● **Brief**
Here is a block of records. Copy every one of them exactly.

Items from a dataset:
*** Begin section ***
//! Form model and app state for the terminal front-end.
//!
//! All state is owned by the running app; nothing is shared or
//! persisted between sessions.

use std::collections::VecDeque;

use anyhow::{Context, Result};
use chrono::Local;

use crate::encoding::{self, FeatureVector};
use crate::predictor::{MatchFeatures, PredictionResult, Venue, estimate};

/// The formation options the form offers.
pub const FORMATIONS: [&str; 6] = ["4-3-3", "4-4-2", "3-5-2", "4-2-3-1", "3-4-3", "5-3-2"];

const MAX_LOGS: usize = 50;

#[derive(Debug, Clone, Copy, PartialEq, Eq)]
pub enum FormField {
    Team,
    Opponent,
    Venue,
    Date,
    Time,
    Xg,
    Xga,
    Formation,
    Captain,
}

impl FormField {
    pub const ORDER: [FormField; 9] = [
        FormField::Team,
        FormField::Opponent,
        FormField::Venue,
        FormField::Date,
        FormField::Time,
        FormField::Xg,
        FormField::Xga,
        FormField::Formation,
        FormField::Captain,
    ];

    pub fn label(self) -> &'static str {
        match self {
            FormField::Team => "Team",
            FormField::Opponent => "Opponent",
            FormField::Venue => "Venue",
            FormField::Date => "Date",
            FormField::Time => "Time",
            FormField::Xg => "xG",
            FormField::Xga => "xGA",
            FormField::Formation => "Formation",
            FormField::Captain => "Captain",
        }
    }

    /// Venue and formation cycle through fixed options instead of
    /// taking typed text.
    pub fn is_choice(self) -> bool {
        matches!(self, FormField::Venue | FormField::Formation)
    }
}

#[derive(Debug, Clone)]
pub struct MatchForm {
    pub team: String,
    pub opponent: String,
    pub venue: Venue,
    // Date and time are display-only context; the model never sees them.
    pub date: String,
    pub time: String,
    pub xg: String,
    pub xga: String,
    pub formation: usize,
    pub captain: String,
}

impl MatchForm {
    pub fn new() -> Self {
        Self {
            team: String::new(),
            opponent: String::new(),
            venue: Venue::Home,
            date: Local::now().format("%Y-%m-%d").to_string(),
            time: "15:00".to_string(),
            xg: "1.5".to_string(),
            xga: "1.2".to_string(),
            formation: 0,
            captain: String::new(),
        }
    }

    pub fn formation_label(&self) -> &'static str {
        FORMATIONS[self.formation % FORMATIONS.len()]
    }

    /// The predict action is unavailable until both sides are named.
    pub fn is_complete(&self) -> bool {
        !self.team.trim().is_empty() && !self.opponent.trim().is_empty()
    }

    /// Parses the numeric text fields; the only way a prediction fails.
    pub fn features(&self) -> Result<MatchFeatures> {
        let xg = self
            .xg
            .trim()
            .parse::<f64>()
            .with_context(|| format!("xG must be a number, got {:?}", self.xg))?;
        let xga = self
            .xga
            .trim()
            .parse::<f64>()
            .with_context(|| format!("xGA must be a number, got {:?}", self.xga))?;
        Ok(MatchFeatures {
            team: self.team.clone(),
            opponent: self.opponent.clone(),
            venue: self.venue,
            xg,
            xga,
            formation: self.formation_label().to_string(),
            captain: self.captain.clone(),
        })
    }

    fn text_field_mut(&mut self, field: FormField) -> Option<&mut String> {
        match field {
            FormField::Team => Some(&mut self.team),
            FormField::Opponent => Some(&mut self.opponent),
            FormField::Date => Some(&mut self.date),
            FormField::Time => Some(&mut self.time),
            FormField::Xg => Some(&mut self.xg),
            FormField::Xga => Some(&mut self.xga),
            FormField::Captain => Some(&mut self.captain),
            FormField::Venue | FormField::Formation => None,
        }
    }

    pub fn value_text(&self, field: FormField) -> String {
        match field {
            FormField::Team => self.team.clone(),
            FormField::Opponent => self.opponent.clone(),
            FormField::Venue => format!("< {} >", self.venue.label()),
            FormField::Date => self.date.clone(),
            FormField::Time => self.time.clone(),
            FormField::Xg => self.xg.clone(),
            FormField::Xga => self.xga.clone(),
            FormField::Formation => format!("< {} >", self.formation_label()),
            FormField::Captain => self.captain.clone(),
        }
    }
}

impl Default for MatchForm {
    fn default() -> Self {
        Self::new()
    }
}

pub struct AppState {
    pub form: MatchForm,
    pub focus: FormField,
    pub prediction: Option<PredictionResult>,
    /// Encoded inputs of the last prediction, for the model-inputs panel.
    pub features: Option<FeatureVector>,
    pub logs: VecDeque<String>,
    pub help_overlay: bool,
}

impl AppState {
    pub fn new() -> Self {
        Self {
            form: MatchForm::new(),
            focus: FormField::Team,
            prediction: None,
            features: None,
            logs: VecDeque::new(),
            help_overlay: false,
        }
    }

    pub fn focus_next(&mut self) {
        self.focus = Self::neighbor(self.focus, 1);
    }

    pub fn focus_prev(&mut self) {
        self.focus = Self::neighbor(self.focus, FormField::ORDER.len() - 1);
    }

    fn neighbor(focus: FormField, step: usize) -> FormField {
        let idx = FormField::ORDER
            .iter()
            .position(|f| *f == focus)
            .unwrap_or(0);
        FormField::ORDER[(idx + step) % FormField::ORDER.len()]
    }

    pub fn edit_char(&mut self, c: char) {
        if c.is_control() {
            return;
        }
        if let Some(text) = self.form.text_field_mut(self.focus) {
            text.push(c);
        }
    }

    pub fn edit_backspace(&mut self) {
        if let Some(text) = self.form.text_field_mut(self.focus) {
            text.pop();
        }
    }

    /// Left/right on the choice fields; no-op elsewhere.
    pub fn cycle_choice(&mut self, forward: bool) {
        match self.focus {
            FormField::Venue => {
                self.form.venue = match self.form.venue {
                    Venue::Home => Venue::Away,
                    Venue::Away => Venue::Home,
                };
            }
            FormField::Formation => {
                let len = FORMATIONS.len();
                self.form.formation = if forward {
                    (self.form.formation + 1) % len
                } else {
                    (self.form.formation + len - 1) % len
                };
            }
            _ => {}
        }
    }

    pub fn reset_form(&mut self) {
        self.form = MatchForm::new();
        self.focus = FormField::Team;
        self.prediction = None;
        self.features = None;
        self.push_log("[INFO] Form reset");
    }

    /// Validates the form, then runs the shared estimator. The whole
    /// operation either succeeds or leaves the previous result intact.
    pub fn submit(&mut self) {
        if !self.form.is_complete() {
            self.push_log("[WARN] Team and opponent are required");
            return;
        }
        match self.form.features() {
            Ok(features) => {
                let result = estimate(&features);
                self.push_log(format!(
                    "[INFO] {} vs {}: {} ({}%)",
                    features.team,
                    features.opponent,
                    result.outcome.label(),
                    result.confidence_percent()
                ));
                self.features = Some(encoding::encode(&features));
                self.prediction = Some(result);
            }
            Err(err) => self.push_log(format!("[WARN] {err}")),
        }
    }

    pub fn push_log(&mut self, line: impl Into<String>) {
        self.logs.push_back(line.into());
        while self.logs.len() > MAX_LOGS {
            self.logs.pop_front();
        }
    }
}

impl Default for AppState {
    fn default() -> Self {
        Self::new()
    }
}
*** End section ***
● **Solution to the problem**
//! Form model and app state for the terminal front-end.
//!
//! All state is owned by the running app; nothing is shared or
//! persisted between sessions.

use std::collections::VecDeque;

use anyhow::{Context, Result};
use chrono::Local;

use crate::encoding::{self, FeatureVector};
use crate::predictor::{MatchFeatures, PredictionResult, Venue, estimate};

/// The formation options the form offers.
pub const FORMATIONS: [&str; 6] = ["4-3-3", "4-4-2", "3-5-2", "4-2-3-1", "3-4-3", "5-3-2"];

const MAX_LOGS: usize = 50;

#[derive(Debug, Clone, Copy, PartialEq, Eq)]
pub enum FormField {
    Team,
    Opponent,
    Venue,
    Date,
    Time,
    Xg,
    Xga,
    Formation,
    Captain,
}

impl FormField {
    pub const ORDER: [FormField; 9] = [
        FormField::Team,
        FormField::Opponent,
        FormField::Venue,
        FormField::Date,
        FormField::Time,
        FormField::Xg,
        FormField::Xga,
        FormField::Formation,
        FormField::Captain,
    ];

    pub fn label(self) -> &'static str {
        match self {
            FormField::Team => "Team",
            FormField::Opponent => "Opponent",
            FormField::Venue => "Venue",
            FormField::Date => "Date",
            FormField::Time => "Time",
            FormField::Xg => "xG",
            FormField::Xga => "xGA",
            FormField::Formation => "Formation",
            FormField::Captain => "Captain",
        }
    }

    /// Venue and formation cycle through fixed options instead of
    /// taking typed text.
    pub fn is_choice(self) -> bool {
        matches!(self, FormField::Venue | FormField::Formation)
    }
}

#[derive(Debug, Clone)]
pub struct MatchForm {
    pub team: String,
    pub opponent: String,
    pub venue: Venue,
    // Date and time are display-only context; the model never sees them.
    pub date: String,
    pub time: String,
    pub xg: String,
    pub xga: String,
    pub formation: usize,
    pub captain: String,
}

impl MatchForm {
    pub fn new() -> Self {
        Self {
            team: String::new(),
            opponent: String::new(),
            venue: Venue::Home,
            date: Local::now().format("%Y-%m-%d").to_string(),
            time: "15:00".to_string(),
            xg: "1.5".to_string(),
            xga: "1.2".to_string(),
            formation: 0,
            captain: String::new(),
        }
    }

    pub fn formation_label(&self) -> &'static str {
        FORMATIONS[self.formation % FORMATIONS.len()]
    }

    /// The predict action is unavailable until both sides are named.
    pub fn is_complete(&self) -> bool {
        !self.team.trim().is_empty() && !self.opponent.trim().is_empty()
    }

    /// Parses the numeric text fields; the only way a prediction fails.
    pub fn features(&self) -> Result<MatchFeatures> {
        let xg = self
            .xg
            .trim()
            .parse::<f64>()
            .with_context(|| format!("xG must be a number, got {:?}", self.xg))?;
        let xga = self
            .xga
            .trim()
            .parse::<f64>()
            .with_context(|| format!("xGA must be a number, got {:?}", self.xga))?;
        Ok(MatchFeatures {
            team: self.team.clone(),
            opponent: self.opponent.clone(),
            venue: self.venue,
            xg,
            xga,
            formation: self.formation_label().to_string(),
            captain: self.captain.clone(),
        })
    }

    fn text_field_mut(&mut self, field: FormField) -> Option<&mut String> {
        match field {
            FormField::Team => Some(&mut self.team),
            FormField::Opponent => Some(&mut self.opponent),
            FormField::Date => Some(&mut self.date),
            FormField::Time => Some(&mut self.time),
            FormField::Xg => Some(&mut self.xg),
            FormField::Xga => Some(&mut self.xga),
            FormField::Captain => Some(&mut self.captain),
            FormField::Venue | FormField::Formation => None,
        }
    }

    pub fn value_text(&self, field: FormField) -> String {
        match field {
            FormField::Team => self.team.clone(),
            FormField::Opponent => self.opponent.clone(),
            FormField::Venue => format!("< {} >", self.venue.label()),
            FormField::Date => self.date.clone(),
            FormField::Time => self.time.clone(),
            FormField::Xg => self.xg.clone(),
            FormField::Xga => self.xga.clone(),
            FormField::Formation => format!("< {} >", self.formation_label()),
            FormField::Captain => self.captain.clone(),
        }
    }
}

impl Default for MatchForm {
    fn default() -> Self {
        Self::new()
    }
}

pub struct AppState {
    pub form: MatchForm,
    pub focus: FormField,
    pub prediction: Option<PredictionResult>,
    /// Encoded inputs of the last prediction, for the model-inputs panel.
    pub features: Option<FeatureVector>,
    pub logs: VecDeque<String>,
    pub help_overlay: bool,
}

impl AppState {
    pub fn new() -> Self {
        Self {
            form: MatchForm::new(),
            focus: FormField::Team,
            prediction: None,
            features: None,
            logs: VecDeque::new(),
            help_overlay: false,
        }
    }

    pub fn focus_next(&mut self) {
        self.focus = Self::neighbor(self.focus, 1);
    }

    pub fn focus_prev(&mut self) {
        self.focus = Self::neighbor(self.focus, FormField::ORDER.len() - 1);
    }

    fn neighbor(focus: FormField, step: usize) -> FormField {
        let idx = FormField::ORDER
            .iter()
            .position(|f| *f == focus)
            .unwrap_or(0);
        FormField::ORDER[(idx + step) % FormField::ORDER.len()]
    }

    pub fn edit_char(&mut self, c: char) {
        if c.is_control() {
            return;
        }
        if let Some(text) = self.form.text_field_mut(self.focus) {
            text.push(c);
        }
    }

    pub fn edit_backspace(&mut self) {
        if let Some(text) = self.form.text_field_mut(self.focus) {
            text.pop();
        }
    }

    /// Left/right on the choice fields; no-op elsewhere.
    pub fn cycle_choice(&mut self, forward: bool) {
        match self.focus {
            FormField::Venue => {
                self.form.venue = match self.form.venue {
                    Venue::Home => Venue::Away,
                    Venue::Away => Venue::Home,
                };
            }
            FormField::Formation => {
                let len = FORMATIONS.len();
                self.form.formation = if forward {
                    (self.form.formation + 1) % len
                } else {
                    (self.form.formation + len - 1) % len
                };
            }
            _ => {}
        }
    }

    pub fn reset_form(&mut self) {
        self.form = MatchForm::new();
        self.focus = FormField::Team;
        self.prediction = None;
        self.features = None;
        self.push_log("[INFO] Form reset");
    }

    /// Validates the form, then runs the shared estimator. The whole
    /// operation either succeeds or leaves the previous result intact.
    pub fn submit(&mut self) {
        if !self.form.is_complete() {
            self.push_log("[WARN] Team and opponent are required");
            return;
        }
        match self.form.features() {
            Ok(features) => {
                let result = estimate(&features);
                self.push_log(format!(
                    "[INFO] {} vs {}: {} ({}%)",
                    features.team,
                    features.opponent,
                    result.outcome.label(),
                    result.confidence_percent()
                ));
                self.features = Some(encoding::encode(&features));
                self.prediction = Some(result);
            }
            Err(err) => self.push_log(format!("[WARN] {err}")),
        }
    }

    pub fn push_log(&mut self, line: impl Into<String>) {
        self.logs.push_back(line.into());
        while self.logs.len() > MAX_LOGS {
            self.logs.pop_front();
        }
    }
}

impl Default for AppState {
    fn default() -> Self {
        Self::new()
    }
}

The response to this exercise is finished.